-- Provided data follows --

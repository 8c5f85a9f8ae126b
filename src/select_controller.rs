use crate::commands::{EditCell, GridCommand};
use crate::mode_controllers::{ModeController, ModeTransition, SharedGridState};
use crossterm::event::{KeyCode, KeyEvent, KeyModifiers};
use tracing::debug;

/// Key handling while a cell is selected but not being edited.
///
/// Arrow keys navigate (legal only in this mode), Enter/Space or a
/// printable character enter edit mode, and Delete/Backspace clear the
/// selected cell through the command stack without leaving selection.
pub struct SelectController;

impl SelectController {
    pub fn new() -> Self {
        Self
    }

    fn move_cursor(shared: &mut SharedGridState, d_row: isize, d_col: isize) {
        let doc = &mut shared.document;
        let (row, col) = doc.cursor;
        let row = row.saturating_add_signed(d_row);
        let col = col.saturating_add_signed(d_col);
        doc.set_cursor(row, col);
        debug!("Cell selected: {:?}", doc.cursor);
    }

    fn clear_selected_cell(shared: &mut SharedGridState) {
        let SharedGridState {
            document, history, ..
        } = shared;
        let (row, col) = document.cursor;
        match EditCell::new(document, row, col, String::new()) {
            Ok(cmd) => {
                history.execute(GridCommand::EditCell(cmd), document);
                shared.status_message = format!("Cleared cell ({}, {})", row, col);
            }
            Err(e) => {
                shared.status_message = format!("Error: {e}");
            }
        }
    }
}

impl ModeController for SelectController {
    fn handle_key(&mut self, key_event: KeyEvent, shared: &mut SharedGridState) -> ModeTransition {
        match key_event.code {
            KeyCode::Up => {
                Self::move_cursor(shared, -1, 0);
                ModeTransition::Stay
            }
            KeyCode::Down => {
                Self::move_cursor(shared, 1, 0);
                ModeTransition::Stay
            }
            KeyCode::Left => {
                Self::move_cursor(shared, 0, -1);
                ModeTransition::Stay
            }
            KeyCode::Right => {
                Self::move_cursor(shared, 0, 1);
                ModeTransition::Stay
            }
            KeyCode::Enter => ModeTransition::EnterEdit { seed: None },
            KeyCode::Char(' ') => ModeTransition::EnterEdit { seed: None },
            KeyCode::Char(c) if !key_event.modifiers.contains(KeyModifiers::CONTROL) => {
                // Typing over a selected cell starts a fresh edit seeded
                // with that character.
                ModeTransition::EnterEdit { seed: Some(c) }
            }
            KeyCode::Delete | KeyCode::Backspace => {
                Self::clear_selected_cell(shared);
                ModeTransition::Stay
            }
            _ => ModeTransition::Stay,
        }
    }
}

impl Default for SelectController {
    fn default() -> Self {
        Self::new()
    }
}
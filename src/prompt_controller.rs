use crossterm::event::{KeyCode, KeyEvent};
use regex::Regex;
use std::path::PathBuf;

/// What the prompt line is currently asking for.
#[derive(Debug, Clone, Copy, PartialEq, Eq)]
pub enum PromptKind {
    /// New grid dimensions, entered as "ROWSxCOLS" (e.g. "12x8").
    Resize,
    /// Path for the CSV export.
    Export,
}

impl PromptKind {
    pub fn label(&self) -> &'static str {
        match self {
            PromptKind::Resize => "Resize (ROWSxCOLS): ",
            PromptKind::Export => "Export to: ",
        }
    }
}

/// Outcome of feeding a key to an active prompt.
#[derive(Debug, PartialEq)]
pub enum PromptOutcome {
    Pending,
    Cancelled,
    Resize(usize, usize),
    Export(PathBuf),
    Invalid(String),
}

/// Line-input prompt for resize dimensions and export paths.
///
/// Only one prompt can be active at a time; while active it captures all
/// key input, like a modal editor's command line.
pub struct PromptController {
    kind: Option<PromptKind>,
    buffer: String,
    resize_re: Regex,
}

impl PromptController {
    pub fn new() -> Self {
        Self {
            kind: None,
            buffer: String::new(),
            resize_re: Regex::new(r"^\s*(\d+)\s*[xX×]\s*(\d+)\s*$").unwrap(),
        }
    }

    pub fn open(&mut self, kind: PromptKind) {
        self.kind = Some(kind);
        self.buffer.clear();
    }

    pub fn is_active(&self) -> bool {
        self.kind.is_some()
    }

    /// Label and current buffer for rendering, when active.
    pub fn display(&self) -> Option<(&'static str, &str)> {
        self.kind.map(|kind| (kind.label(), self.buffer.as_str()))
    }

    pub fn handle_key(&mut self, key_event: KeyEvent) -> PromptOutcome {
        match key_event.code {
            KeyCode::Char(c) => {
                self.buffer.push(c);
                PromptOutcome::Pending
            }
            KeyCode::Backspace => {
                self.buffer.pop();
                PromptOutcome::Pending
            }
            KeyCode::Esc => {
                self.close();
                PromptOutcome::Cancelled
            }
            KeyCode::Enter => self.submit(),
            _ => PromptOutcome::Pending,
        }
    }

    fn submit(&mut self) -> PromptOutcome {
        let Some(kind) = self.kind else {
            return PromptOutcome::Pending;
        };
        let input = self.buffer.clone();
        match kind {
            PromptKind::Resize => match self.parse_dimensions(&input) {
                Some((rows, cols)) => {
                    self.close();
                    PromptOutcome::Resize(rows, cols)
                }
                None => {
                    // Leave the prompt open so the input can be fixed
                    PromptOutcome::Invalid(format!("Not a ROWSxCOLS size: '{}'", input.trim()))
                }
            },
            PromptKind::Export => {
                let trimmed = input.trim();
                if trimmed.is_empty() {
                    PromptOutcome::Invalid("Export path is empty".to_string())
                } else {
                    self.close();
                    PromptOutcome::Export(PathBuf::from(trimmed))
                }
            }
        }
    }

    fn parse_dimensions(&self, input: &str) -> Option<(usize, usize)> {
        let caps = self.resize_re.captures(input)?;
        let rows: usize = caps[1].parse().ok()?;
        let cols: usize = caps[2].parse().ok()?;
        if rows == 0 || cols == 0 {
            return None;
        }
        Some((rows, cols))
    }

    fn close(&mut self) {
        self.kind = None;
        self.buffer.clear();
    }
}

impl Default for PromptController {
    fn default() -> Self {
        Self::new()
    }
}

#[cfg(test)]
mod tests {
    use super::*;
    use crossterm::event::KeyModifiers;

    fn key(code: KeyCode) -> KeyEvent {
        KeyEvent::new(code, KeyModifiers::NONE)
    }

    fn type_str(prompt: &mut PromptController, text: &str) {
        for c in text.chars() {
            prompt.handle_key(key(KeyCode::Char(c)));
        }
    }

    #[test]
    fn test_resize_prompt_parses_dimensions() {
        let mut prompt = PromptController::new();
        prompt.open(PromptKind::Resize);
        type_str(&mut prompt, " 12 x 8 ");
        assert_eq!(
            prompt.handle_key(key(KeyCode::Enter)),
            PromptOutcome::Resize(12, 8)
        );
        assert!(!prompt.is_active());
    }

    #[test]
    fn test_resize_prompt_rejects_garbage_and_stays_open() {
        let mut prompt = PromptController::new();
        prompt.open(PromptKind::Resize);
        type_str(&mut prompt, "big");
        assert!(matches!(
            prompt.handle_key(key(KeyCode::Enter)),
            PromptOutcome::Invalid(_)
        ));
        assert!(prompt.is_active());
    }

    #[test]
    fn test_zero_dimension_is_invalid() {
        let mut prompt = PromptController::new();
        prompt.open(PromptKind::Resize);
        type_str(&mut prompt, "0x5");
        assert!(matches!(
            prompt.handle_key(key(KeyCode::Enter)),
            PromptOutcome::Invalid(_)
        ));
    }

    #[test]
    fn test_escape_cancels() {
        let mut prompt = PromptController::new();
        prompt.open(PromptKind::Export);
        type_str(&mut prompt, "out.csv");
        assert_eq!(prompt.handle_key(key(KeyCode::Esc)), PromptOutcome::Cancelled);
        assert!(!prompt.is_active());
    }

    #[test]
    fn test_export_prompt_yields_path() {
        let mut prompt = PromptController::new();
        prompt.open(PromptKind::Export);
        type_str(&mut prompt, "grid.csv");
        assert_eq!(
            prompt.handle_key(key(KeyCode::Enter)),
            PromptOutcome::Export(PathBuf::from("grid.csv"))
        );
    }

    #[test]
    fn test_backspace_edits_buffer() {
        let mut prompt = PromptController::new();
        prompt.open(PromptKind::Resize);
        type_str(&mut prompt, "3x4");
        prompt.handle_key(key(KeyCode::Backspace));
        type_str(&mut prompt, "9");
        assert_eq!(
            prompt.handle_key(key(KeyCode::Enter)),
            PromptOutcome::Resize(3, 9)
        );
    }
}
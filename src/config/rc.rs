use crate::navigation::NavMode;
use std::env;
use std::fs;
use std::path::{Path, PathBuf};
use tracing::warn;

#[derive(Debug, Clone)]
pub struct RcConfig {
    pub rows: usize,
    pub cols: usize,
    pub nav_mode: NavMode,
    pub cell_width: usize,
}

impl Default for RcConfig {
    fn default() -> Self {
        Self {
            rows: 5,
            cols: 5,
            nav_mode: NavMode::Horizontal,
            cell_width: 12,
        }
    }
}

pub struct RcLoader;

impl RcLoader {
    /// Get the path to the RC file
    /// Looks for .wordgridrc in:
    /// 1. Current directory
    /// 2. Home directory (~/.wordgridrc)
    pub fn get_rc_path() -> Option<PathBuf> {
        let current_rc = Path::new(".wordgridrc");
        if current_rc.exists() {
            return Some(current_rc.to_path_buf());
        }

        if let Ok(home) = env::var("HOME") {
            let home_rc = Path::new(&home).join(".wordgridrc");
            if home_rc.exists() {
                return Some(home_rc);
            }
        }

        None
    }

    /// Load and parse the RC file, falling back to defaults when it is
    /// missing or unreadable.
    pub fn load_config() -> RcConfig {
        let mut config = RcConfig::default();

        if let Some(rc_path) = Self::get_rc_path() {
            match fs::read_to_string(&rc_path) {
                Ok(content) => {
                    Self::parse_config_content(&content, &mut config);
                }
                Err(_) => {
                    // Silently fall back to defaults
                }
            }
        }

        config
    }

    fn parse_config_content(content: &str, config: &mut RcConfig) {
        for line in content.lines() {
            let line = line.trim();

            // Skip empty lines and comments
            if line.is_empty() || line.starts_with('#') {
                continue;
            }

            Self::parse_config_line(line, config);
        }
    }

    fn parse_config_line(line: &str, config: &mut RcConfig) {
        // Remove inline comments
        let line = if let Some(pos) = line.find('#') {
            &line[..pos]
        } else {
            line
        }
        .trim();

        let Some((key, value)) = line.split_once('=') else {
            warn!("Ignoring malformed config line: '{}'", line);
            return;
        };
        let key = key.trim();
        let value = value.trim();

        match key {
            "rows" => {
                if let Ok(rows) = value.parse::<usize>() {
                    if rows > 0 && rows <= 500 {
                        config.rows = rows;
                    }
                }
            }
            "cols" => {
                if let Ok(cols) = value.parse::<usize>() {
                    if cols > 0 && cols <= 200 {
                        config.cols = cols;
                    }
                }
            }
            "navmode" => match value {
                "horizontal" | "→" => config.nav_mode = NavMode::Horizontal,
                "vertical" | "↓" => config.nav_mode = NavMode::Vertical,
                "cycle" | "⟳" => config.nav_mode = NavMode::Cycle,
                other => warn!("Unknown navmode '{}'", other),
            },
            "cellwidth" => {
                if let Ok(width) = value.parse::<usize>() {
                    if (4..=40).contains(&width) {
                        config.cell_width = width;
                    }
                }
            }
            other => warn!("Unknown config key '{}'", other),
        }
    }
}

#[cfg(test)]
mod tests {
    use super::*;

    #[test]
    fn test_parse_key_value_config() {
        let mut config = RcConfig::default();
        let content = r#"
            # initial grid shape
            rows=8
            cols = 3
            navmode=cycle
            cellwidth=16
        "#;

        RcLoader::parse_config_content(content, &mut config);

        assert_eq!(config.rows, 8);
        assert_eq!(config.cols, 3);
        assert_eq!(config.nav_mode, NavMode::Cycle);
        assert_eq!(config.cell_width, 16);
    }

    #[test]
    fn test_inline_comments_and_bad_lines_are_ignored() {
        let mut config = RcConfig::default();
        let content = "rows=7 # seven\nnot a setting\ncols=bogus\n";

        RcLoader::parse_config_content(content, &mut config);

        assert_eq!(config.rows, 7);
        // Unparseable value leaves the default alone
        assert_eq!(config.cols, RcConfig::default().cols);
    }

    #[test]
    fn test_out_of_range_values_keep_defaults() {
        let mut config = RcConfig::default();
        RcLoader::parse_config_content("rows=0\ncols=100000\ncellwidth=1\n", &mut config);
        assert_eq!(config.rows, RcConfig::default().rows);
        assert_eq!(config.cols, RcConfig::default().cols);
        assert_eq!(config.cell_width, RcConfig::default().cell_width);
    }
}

-- Provided data concluded --

**Goal of the exercise**
What lines in the material above hold the string "RcLoader"? List them.

**Reply to the task**
pub struct RcLoader;
impl RcLoader {
        RcLoader::parse_config_content(content, &mut config);
        RcLoader::parse_config_content(content, &mut config);
        RcLoader::parse_config_content("rows=0\ncols=100000\ncellwidth=1\n", &mut config);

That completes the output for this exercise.